April 2003

Updates on electromagnetic hypersensitivity and on protective devices

COMAR is the Committee on Man and Radiation, a technical committee of the Institute of Electric and Electronic Engineers. Last year the Committee published two reports of relevance to cellular phones and health.

The first topic was "Electromagnetic Hypersensitivity". It discussed common associated symptoms and possible causes, and reviewed publications that had examined the condition. One publication, by Hietanen and colleagues (2002) explored the relationship between cellular phones and hypersensitivity. This paper is reviewed in "Research -Clinical - General Health Effects".

The second topic was the use of protective devices for cellular telephones.

The reports can be read at www.seas.upenn.edu/~kfoster/comar.htm

More on mice lymphoma

In the September '02 issue of "What's New" we discussed a study by Utteridge and colleagues that attempted to replicate the 1997 research by Repacholi. This latter study had suggested that RF radiation increased the incidence of lymphoma in mice genetically prone to develop that tumour.

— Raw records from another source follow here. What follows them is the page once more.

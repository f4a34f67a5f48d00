// crates/autonomy-core/src/validation.rs
// ============================================================================
// Module: Validation Results
// Description: Outcome type for the Schema Validator (C2).
// Purpose: Distinguish structural validation failures from downstream pipeline errors.
// Dependencies: serde
// ============================================================================

//! Outcome type for the Schema Validator (C2).

use serde::Deserialize;
use serde::Serialize;

use crate::contract::SchemaViolation;
use crate::contract::SchemaViolationKind;

/// A single validation failure, tagged with a stable error code and the
/// field it applies to so callers can branch on failure category without
/// parsing the message.
#[derive(Debug, Clone, PartialEq, Eq, Serialize, Deserialize)]
pub struct ValidationError {
    /// Stable machine-readable error code.
    pub code: ValidationErrorCode,
    /// Dot-separated path to the offending field, `"$"` when the error is
    /// not attributable to a single field.
    pub field: String,
    /// Human-readable detail.
    pub message: String,
}

impl ValidationError {
    /// Creates a new validation error scoped to `field`.
    #[must_use]
    pub fn new(code: ValidationErrorCode, field: impl Into<String>, message: impl Into<String>) -> Self {
        Self {
            code,
            field: field.into(),
            message: message.into(),
        }
    }
}

/// Stable taxonomy of reasons a proposed call can fail validation.
#[derive(Debug, Clone, Copy, PartialEq, Eq, Serialize, Deserialize)]
#[serde(rename_all = "snake_case")]
pub enum ValidationErrorCode {
    /// A required field is missing from the call's params.
    MissingField,
    /// A field's JSON type does not match its schema.
    TypeMismatch,
    /// A field's value falls outside its permitted range.
    OutOfRange,
    /// A field is present that the schema does not declare.
    UnknownField,
    /// The call's params, tool, or policy context is invalid in a way the
    /// other codes don't capture (e.g. an unregistered or disabled tool).
    InvalidValue,
}

impl From<SchemaViolationKind> for ValidationErrorCode {
    fn from(kind: SchemaViolationKind) -> Self {
        match kind {
            SchemaViolationKind::MissingField => Self::MissingField,
            SchemaViolationKind::TypeMismatch => Self::TypeMismatch,
            SchemaViolationKind::OutOfRange => Self::OutOfRange,
            SchemaViolationKind::UnknownField => Self::UnknownField,
            SchemaViolationKind::InvalidValue => Self::InvalidValue,
        }
    }
}

/// Outcome of running a [`crate::call::ProposedToolCall`] through the Schema
/// Validator.
#[derive(Debug, Clone, Serialize, Deserialize)]
pub struct ValidationResult {
    /// `true` iff `errors` is empty.
    pub is_valid: bool,
    /// Validation errors found, empty when `is_valid`.
    pub errors: Vec<ValidationError>,
}

impl ValidationResult {
    /// Builds a passing result.
    #[must_use]
    pub const fn valid() -> Self {
        Self {
            is_valid: true,
            errors: Vec::new(),
        }
    }

    /// Builds a failing result from schema violations.
    #[must_use]
    pub fn from_schema_violations(violations: Vec<SchemaViolation>) -> Self {
        let errors = violations
            .into_iter()
            .map(|violation| ValidationError::new(ValidationErrorCode::from(violation.kind), violation.path, violation.message))
            .collect::<Vec<_>>();
        Self {
            is_valid: errors.is_empty(),
            errors,
        }
    }

    /// Builds a failing result from a single error.
    #[must_use]
    pub fn from_error(error: ValidationError) -> Self {
        Self {
            is_valid: false,
            errors: vec![error],
        }
    }
}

Several letters in the February issue of "Radiation Research" challenge some aspects of the Utteridge paper. One of the main concerns related to the apparent difference in survival figures in the paper. In one figure all the mice appear to have died by 18 months, but in another, a weight gain curve, mice are still shown to be alive at 28 months. Utteridge and colleagues explain this discrepancy by stating that the survival figure related to days of exposure rather than absolute age. Since the animals were not exposed on weekends and other holidays the survival time appeared shorter than it actually was.

This controversy is discussed in the January/February issue of "Microwave News", and several researchers are quoted as saying that this way to present data is highly unusual.

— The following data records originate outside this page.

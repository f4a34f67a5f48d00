// crates/autonomy-orchestrator/src/role_call.rs
// ============================================================================
// Module: Role-Call Policy
// Description: Timeout, retry with backoff, and circuit breaking around role invocations.
// Purpose: Apply one uniform resilience policy across Planner/Executor/MemoryWriter/Auditor.
// Dependencies: autonomy-core
// ============================================================================

//! ## Overview
//! Generalizes the fail-closed posture of `StaticPolicyConfig::to_decision`
//! (deny on ambiguity) into a call wrapper: a role that trips its circuit
//! breaker is refused outright rather than retried, and retries back off
//! exponentially rather than hammering a failing backend.

use std::sync::Mutex;
use std::time::Duration;
use std::time::Instant;

use tracing::warn;

/// Configuration for [`call_with_policy`].
#[derive(Debug, Clone, Copy)]
pub struct RoleCallPolicy {
    /// Maximum number of attempts, including the first.
    pub max_attempts: u32,
    /// Delay before the first retry; doubles on each subsequent retry.
    pub initial_backoff: Duration,
    /// Upper bound on backoff delay regardless of attempt count.
    pub max_backoff: Duration,
    /// Consecutive failures (across calls sharing a [`CircuitBreaker`])
    /// before the breaker opens.
    pub circuit_breaker_threshold: u32,
    /// How long an open breaker stays open before allowing a trial call.
    pub circuit_breaker_reset_after: Duration,
}

impl RoleCallPolicy {
    /// A reasonable default: three attempts, 100ms initial backoff doubling
    /// to a 2s cap, breaker opens after five consecutive failures and
    /// resets after thirty seconds.
    #[must_use]
    pub const fn default_policy() -> Self {
        Self {
            max_attempts: 3,
            initial_backoff: Duration::from_millis(100),
            max_backoff: Duration::from_secs(2),
            circuit_breaker_threshold: 5,
            circuit_breaker_reset_after: Duration::from_secs(30),
        }
    }

    fn backoff_for_attempt(&self, attempt: u32) -> Duration {
        let multiplier = 2u32.saturating_pow(attempt.saturating_sub(1));
        self.initial_backoff.saturating_mul(multiplier).min(self.max_backoff)
    }
}

#[derive(Debug, Clone, Copy, PartialEq, Eq)]
enum BreakerState {
    Closed,
    Open,
    HalfOpen,
}

struct BreakerInner {
    state: BreakerState,
    consecutive_failures: u32,
    opened_at: Option<Instant>,
}

/// Tracks consecutive failures for a single role and opens a circuit once
/// they exceed a threshold, refusing further calls until a cooldown
/// elapses.
pub struct CircuitBreaker {
    inner: Mutex<BreakerInner>,
    threshold: u32,
    reset_after: Duration,
}

/// Errors raised by [`call_with_policy`].
#[derive(Debug, thiserror::Error)]
pub enum RoleCallError<E> {
    /// The circuit breaker is open; the call was refused without attempting
    /// it.
    #[error("circuit breaker open, call refused")]
    CircuitOpen,
    /// Every attempt failed; carries the last underlying error.
    #[error("role call failed after retries: {0}")]
    Exhausted(E),
}

impl CircuitBreaker {
    /// Creates a closed breaker under `policy`.
    #[must_use]
    pub fn new(policy: RoleCallPolicy) -> Self {
        Self {
            inner: Mutex::new(BreakerInner {
                state: BreakerState::Closed,
                consecutive_failures: 0,
                opened_at: None,
            }),
            threshold: policy.circuit_breaker_threshold,
            reset_after: policy.circuit_breaker_reset_after,
        }
    }

    fn allow_call(&self) -> bool {
        let Ok(mut guard) = self.inner.lock() else {
            return false;
        };
        match guard.state {
            BreakerState::Closed | BreakerState::HalfOpen => true,
            BreakerState::Open => {
                let elapsed = guard.opened_at.is_some_and(|opened_at| opened_at.elapsed() >= self.reset_after);
                if elapsed {
                    guard.state = BreakerState::HalfOpen;
                    true
                } else {
                    false
                }
            }
        }
    }

    fn record_success(&self) {
        if let Ok(mut guard) = self.inner.lock() {
            guard.state = BreakerState::Closed;
            guard.consecutive_failures = 0;
            guard.opened_at = None;
        }
    }

    fn record_failure(&self) {
        let Ok(mut guard) = self.inner.lock() else {
            return;
        };
        guard.consecutive_failures += 1;
        if guard.consecutive_failures >= self.threshold {
            guard.state = BreakerState::Open;
            guard.opened_at = Some(Instant::now());
        }
    }
}

/// Invokes `call` under `policy`, retrying on failure with exponential
/// backoff and refusing to call at all while `breaker` is open.
///
/// # Errors
///
/// Returns [`RoleCallError::CircuitOpen`] if the breaker refused the call,
/// or [`RoleCallError::Exhausted`] carrying the last error if every attempt
/// failed.
pub fn call_with_policy<T, E>(
    policy: &RoleCallPolicy,
    breaker: &CircuitBreaker,
    mut call: impl FnMut() -> Result<T, E>,
) -> Result<T, RoleCallError<E>> {
    if !breaker.allow_call() {
        return Err(RoleCallError::CircuitOpen);
    }

    let mut last_error = None;
    for attempt in 1..=policy.max_attempts {
        match call() {
            Ok(value) => {
                breaker.record_success();
                return Ok(value);
            }
            Err(err) => {
                warn!(attempt, "role call attempt failed");
                last_error = Some(err);
                if attempt < policy.max_attempts {
                    std::thread::sleep(policy.backoff_for_attempt(attempt));
                }
            }
        }
    }
    breaker.record_failure();
    Err(RoleCallError::Exhausted(last_error.expect("loop ran at least once")))
}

To address these issues in more detail, we have added an addendum to the summary of the Utteridge paper in "Research - Toxicological Experiments - cancer studies".

Another paper from Swedish group

Hardell and colleagues from Sweden have published a fourth paper from the case-control study that they conducted in 1997-2000. This latest paper does not produce any new data from the case-control study. It states again that the odds ratio for vestibular schwannoma (VS) in those using an analogue phone was 3.45. This tumour is also known as acoustic neuroma. The authors also reviewed incidence rates for VS and other brain tumours in Sweden from 1960 to 1998. They found a significant increase for VS in the period 1980-1998, and for other benign tumours from 1960-1979. There was no increase for other benign tumours or for malignant tumours in the period 1980-1998.

Reference: Hardell L, Mild KH, Sandstrom M, Carlberg M, et al. Vestibular schwannoma, tinnitus, and cellular telephones. Neuroepidemiology 2003;22:124-129.